Estaba mareado, el sol era intenso y quemaba. Miró a su alrededor confundido y asustado.

—¿Dónde está el castillo? —preguntó al acordarse—. Escúcheme, tiene que dejarme ir con usted —le rogó—, hay un hombre y una mujer que quieren matarme. ¡Deben de estar por llegar en cualquier momento! —se puso de pie lentamente. Entonces se dio cuenta de que llevaba su vieja capa de viaje, sus ropas remendadas. Su laúd se había partido con la caída y la daga que llevaba en el bolsillo de su capa por poco se le incrusta en el pecho. Se llevó las manos a la mejilla y rozó la herida lentamente; la sangre se había secado y apenas le dolía.

—¿Castillo? Aquí no hay ningún castillo —le dijo el hombrecillo al parecer preocupado—. Por allá está Pueblo Viejo —aseguró señalando a su espalda— y por allá está Villa León —señaló al frente—. Allá es adonde me dirijo —mostró sus dientes sucios—, a la villa más rica de Campo Verde.
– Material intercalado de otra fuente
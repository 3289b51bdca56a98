use std::str::FromStr;

use async_trait::async_trait;
use miniscript::bitcoin::{bip32::Fingerprint, psbt::Psbt};
use serde_json::Value;

use super::{network_label, TestContext};
use crate::{
    interaction::{Interaction, InteractionMessage, Phase, Prompt, Request, Step},
    keystore::Modality,
    test::{Test, TestError, TestParams},
};

/// Number of inputs carrying a signature made by a key of the given master fingerprint.
pub fn signed_inputs(psbt: &Psbt, fingerprint: Fingerprint) -> usize {
    psbt.inputs
        .iter()
        .filter(|input| {
            input.partial_sigs.keys().any(|pk| {
                input
                    .bip32_derivation
                    .get(&pk.inner)
                    .is_some_and(|(fg, _)| *fg == fingerprint)
            })
        })
        .count()
}

/// Reads a PSBT file, binary or base64.
fn read_psbt(data: &[u8]) -> Result<Psbt, TestError> {
    if let Ok(psbt) = Psbt::deserialize(data) {
        return Ok(psbt);
    }
    let text = std::str::from_utf8(data).map_err(|e| TestError::Parse(e.to_string()))?;
    Psbt::from_str(text.trim()).map_err(|e| TestError::Parse(e.to_string()))
}

/// Signature of a multisig transaction the keystore cosigns.
#[derive(Debug)]
pub struct SignPsbtTest {
    ctx: TestContext,
    psbt: Psbt,
    params: TestParams,
}

impl SignPsbtTest {
    pub fn new(ctx: TestContext, psbt: Psbt, params: TestParams) -> Self {
        Self { ctx, psbt, params }
    }

    fn count(&self, psbt: &Psbt) -> Value {
        Value::from(signed_inputs(psbt, self.ctx.seed.fingerprint()))
    }
}

#[async_trait]
impl Test for SignPsbtTest {
    fn name(&self) -> String {
        format!(
            "Sign {} {} transaction",
            network_label(self.ctx.network),
            self.params.format
        )
    }

    fn description(&self) -> String {
        format!(
            "Sign every input of a {} {} multisig transaction, keys derived at {}.",
            network_label(self.ctx.network),
            self.params.format,
            self.params.derivation
        )
    }

    fn interaction(&self) -> Box<dyn Interaction> {
        let kind = self.ctx.kind;
        let prompt = Prompt::new(vec![Step::Request, Step::Response])
            .with_request(Request::Psbt(Box::new(self.psbt.clone())));
        let prompt = match kind.modality() {
            Modality::Direct => prompt
                .with_message(InteractionMessage::info(
                    Phase::Pending,
                    "device.open",
                    format!("Open the Bitcoin app on your {}.", kind),
                ))
                .with_message(InteractionMessage::info(
                    Phase::Active,
                    "device.sign",
                    format!("Review and approve the transaction on your {}.", kind),
                )),
            Modality::File => prompt
                .with_message(InteractionMessage::warning(
                    Phase::Pending,
                    "coldcard.wallet",
                    "Import the wallet configuration on your Coldcard before signing: Settings > \
                     Multisig Wallets > Import from SD.",
                ))
                .with_message(InteractionMessage::info(
                    Phase::Pending,
                    "coldcard.sign",
                    "Copy the transaction to the MicroSD card, sign it with Ready To Sign and \
                     upload the signed file.",
                )),
            Modality::Qr => prompt
                .with_message(InteractionMessage::info(
                    Phase::Pending,
                    "hermit.command",
                    "sign-bitcoin",
                ))
                .with_message(InteractionMessage::info(
                    Phase::Pending,
                    "hermit.scan",
                    "Run sign-bitcoin on Hermit, scan the transaction, then paste the signed \
                     transaction it displays below.",
                )),
        };
        Box::new(prompt)
    }

    fn params(&self) -> Option<&TestParams> {
        Some(&self.params)
    }

    fn unsigned_transaction(&self) -> Option<&Psbt> {
        Some(&self.psbt)
    }

    fn expected(&self) -> Result<Value, TestError> {
        Ok(Value::from(self.psbt.inputs.len()))
    }

    async fn actual(&self) -> Result<Value, TestError> {
        let signed = self.ctx.device.sign_psbt(self.psbt.clone()).await?;
        Ok(self.count(&signed))
    }

    fn parse(&self, data: &[u8]) -> Result<Value, TestError> {
        Ok(self.count(&read_psbt(data)?))
    }

    fn postprocess(&self, scanned: &str) -> Result<Value, TestError> {
        let psbt = Psbt::from_str(scanned.trim()).map_err(|e| TestError::Parse(e.to_string()))?;
        Ok(self.count(&psbt))
    }
}

#[cfg(test)]
pub(crate) mod tests {
    use super::*;
    use crate::{
        download::{psbt_download, wallet_config_download},
        keystore::KeystoreKind,
        seed::TestSeed,
        suite::tests::context,
        test::{ExtendedPublicKey, TestResult},
    };
    use chrono::{TimeZone, Utc};
    use miniscript::bitcoin::{
        absolute, bip32::DerivationPath, ecdsa, secp256k1, transaction, Amount, OutPoint,
        ScriptBuf, Sequence, Transaction, TxIn, TxOut, Witness,
    };
    use serde_json::json;

    const DERIVATION: &str = "m/48'/1'/0'/2'";

    /// Adds a signature for the test seed key to every input it derives.
    pub fn sign_with_seed(mut psbt: Psbt, seed: &TestSeed) -> Psbt {
        let secp = secp256k1::Secp256k1::new();
        let secret = secp256k1::SecretKey::from_slice(&[1; 32]).unwrap();
        let sig = secp.sign_ecdsa(&secp256k1::Message::from_digest([2; 32]), &secret);
        let fingerprint = seed.fingerprint();
        for input in &mut psbt.inputs {
            let keys: Vec<_> = input
                .bip32_derivation
                .iter()
                .filter(|(_, (fg, _))| *fg == fingerprint)
                .map(|(pk, _)| *pk)
                .collect();
            for pk in keys {
                input.partial_sigs.insert(
                    miniscript::bitcoin::PublicKey::new(pk),
                    ecdsa::Signature::sighash_all(sig),
                );
            }
        }
        psbt
    }

    pub fn unsigned_psbt(seed: &TestSeed, inputs: u32) -> Psbt {
        let tx = Transaction {
            version: transaction::Version::TWO,
            lock_time: absolute::LockTime::ZERO,
            input: (0..inputs)
                .map(|vout| TxIn {
                    previous_output: OutPoint {
                        vout,
                        ..OutPoint::null()
                    },
                    script_sig: ScriptBuf::new(),
                    sequence: Sequence::ENABLE_RBF_NO_LOCKTIME,
                    witness: Witness::new(),
                })
                .collect(),
            output: vec![TxOut {
                value: Amount::from_sat(10_000),
                script_pubkey: ScriptBuf::new(),
            }],
        };
        let mut psbt = Psbt::from_unsigned_tx(tx).unwrap();
        let path = DerivationPath::from_str(DERIVATION).unwrap();
        let xpub = seed.xpub_at(&path).unwrap();
        for input in &mut psbt.inputs {
            input
                .bip32_derivation
                .insert(xpub.public_key, (seed.fingerprint(), path.clone()));
        }
        psbt
    }

    fn test(kind: KeystoreKind, inputs: u32) -> SignPsbtTest {
        let ctx = context(kind);
        let psbt = unsigned_psbt(&ctx.seed, inputs);
        let params = TestParams {
            format: "P2WSH".to_string(),
            derivation: DERIVATION.to_string(),
            extended_public_keys: vec![ExtendedPublicKey {
                root_fingerprint: ctx.seed.fingerprint(),
                base58: ctx
                    .seed
                    .xpub_at(&DerivationPath::from_str(DERIVATION).unwrap())
                    .unwrap()
                    .to_string(),
            }],
        };
        SignPsbtTest::new(ctx, psbt, params)
    }

    #[tokio::test]
    async fn direct_signature() {
        let test = test(KeystoreKind::Ledger, 2);
        assert_eq!(test.name(), "Sign Testnet P2WSH transaction");
        assert_eq!(test.expected().unwrap(), json!(2));
        assert_eq!(test.run().await, TestResult::Success);
    }

    #[tokio::test]
    async fn coldcard_files() {
        let test = test(KeystoreKind::Coldcard, 3);
        let unsigned = test.unsigned_transaction().unwrap().clone();
        assert_eq!(signed_inputs(&unsigned, test.ctx.seed.fingerprint()), 0);

        let signed = sign_with_seed(unsigned.clone(), &test.ctx.seed);
        assert_eq!(test.run_parse(signed.serialize()).await, TestResult::Success);
        assert_eq!(
            test.run_parse(signed.to_string().into_bytes()).await,
            TestResult::Success
        );
        match test.run_parse(unsigned.serialize()).await {
            TestResult::Failure {
                expected,
                actual,
                diff,
            } => {
                assert_eq!(expected, json!(3));
                assert_eq!(actual, json!(0));
                assert!(diff.is_none());
            }
            r => panic!("unexpected {:?}", r),
        }
        assert!(test.run_parse(b"garbage".to_vec()).await.is_error());
    }

    #[test]
    fn coldcard_downloads() {
        let test = test(KeystoreKind::Coldcard, 1);
        let now = Utc.with_ymd_and_hms(2024, 3, 9, 14, 32, 0).unwrap();
        let download = psbt_download(&test, &now).unwrap();
        assert_eq!(download.filename, "1432-P2WSH-T.psbt");
        assert_eq!(download.body, test.psbt.serialize());

        let config = wallet_config_download(&test.name(), test.params()).unwrap();
        assert_eq!(config.filename, "wc-p2wsh-T.txt");
        let body = String::from_utf8(config.body).unwrap();
        assert!(body.contains("Format: P2WSH\nDerivation: m/48'/1'/0'/2'\n\n"));
        assert!(body.ends_with("\r\n"));
    }

    #[test]
    fn hermit_request() {
        let test = test(KeystoreKind::Hermit, 1);
        let interaction = test.interaction();
        assert!(interaction.starts_with_request());
        assert!(matches!(interaction.request(), Some(Request::Psbt(_))));
        let signed = sign_with_seed(test.psbt.clone(), &test.ctx.seed);
        assert_eq!(test.postprocess(&signed.to_string()).unwrap(), json!(1));
        assert!(test.postprocess("").is_err());
    }
}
Apenas y lo escuchaba. Observaba a su alrededor tratando de divisar el viejo castillo y sus enormes torreones, pero sólo estaba el sucio sendero de piedra bordeado por grandes árboles.

—¿Y la tormenta? —preguntó.

—¿Tormenta? —el hombre se rascó la barbilla— La tormenta paró hace algunos días, muchacho. Fue una fuerte, sí. No recuerdo haber visto una igual en pleno verano. Pero ya paró y el sol no ha dejado de brillar. ¿Seguro te encuentras bien? Ven, sube, te llevaré a Villa León hasta que te sientas mejor.

Todavía confundido, se subió a la parte trasera de la carreta. Estaba seguro, no podía ser.

—¿Escuchaste hablar del castillo de Rosablanca alguna vez? —le preguntó, tenía que intentarlo— ¿O de su Señora, Catalina de Reyne?

—No podría decirlo —le aseguró—. Hay tantos Señores y castillos, que uno se olvida.

Mientras la carreta avanzaba por el pedregoso sendero, se le dibujó una sonrisa. “Al menos estoy vivo”, pensó. No estaba seguro de qué había pasado en realidad o dónde había estado. Pero al menos estaba seguro de algo: al viejo castillo, al anciano mozo de cuadras y a la mujer roja no los volvería a ver nunca más.